Scan the data for "crate" and copy each matching line.

____ Data section

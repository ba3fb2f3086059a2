//! Exact vertex welding for triangle-soup formats.
//!
//! STL stores every triangle with its own three corners. Welding corners
//! with bit-identical coordinates restores shared vertices so downstream
//! hull and mass computations see each point once.

use hashbrown::HashMap;
use mesh_types::{position_key, IndexedMesh, Point3, PositionKey, Vertex};

/// Incrementally builds an indexed mesh from loose triangles.
#[derive(Debug, Default)]
pub(crate) struct Welder {
    mesh: IndexedMesh,
    lookup: HashMap<PositionKey, u32>,
}

impl Welder {
    pub(crate) fn with_capacity(faces: usize) -> Self {
        Self {
            mesh: IndexedMesh::with_capacity(faces / 2 + 3, faces),
            lookup: HashMap::with_capacity(faces / 2 + 3),
        }
    }

    #[allow(clippy::cast_possible_truncation)]
    // Truncation: mesh indices are u32, meshes with >4B vertices are unsupported
    fn index_of(&mut self, p: Point3<f64>) -> u32 {
        let next = self.mesh.vertices.len() as u32;
        let index = *self.lookup.entry(position_key(&p)).or_insert(next);
        if index == next {
            self.mesh.vertices.push(Vertex::new(p));
        }
        index
    }

    pub(crate) fn push_triangle(&mut self, a: Point3<f64>, b: Point3<f64>, c: Point3<f64>) {
        let face = [self.index_of(a), self.index_of(b), self.index_of(c)];
        self.mesh.faces.push(face);
    }

    pub(crate) fn finish(self) -> IndexedMesh {
        self.mesh
    }
}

________

* _Solution to the exercise_:
pub(crate) struct Welder {
    pub(crate) fn with_capacity(faces: usize) -> Self {
    pub(crate) fn push_triangle(&mut self, a: Point3<f64>, b: Point3<f64>, c: Point3<f64>) {
    pub(crate) fn finish(self) -> IndexedMesh {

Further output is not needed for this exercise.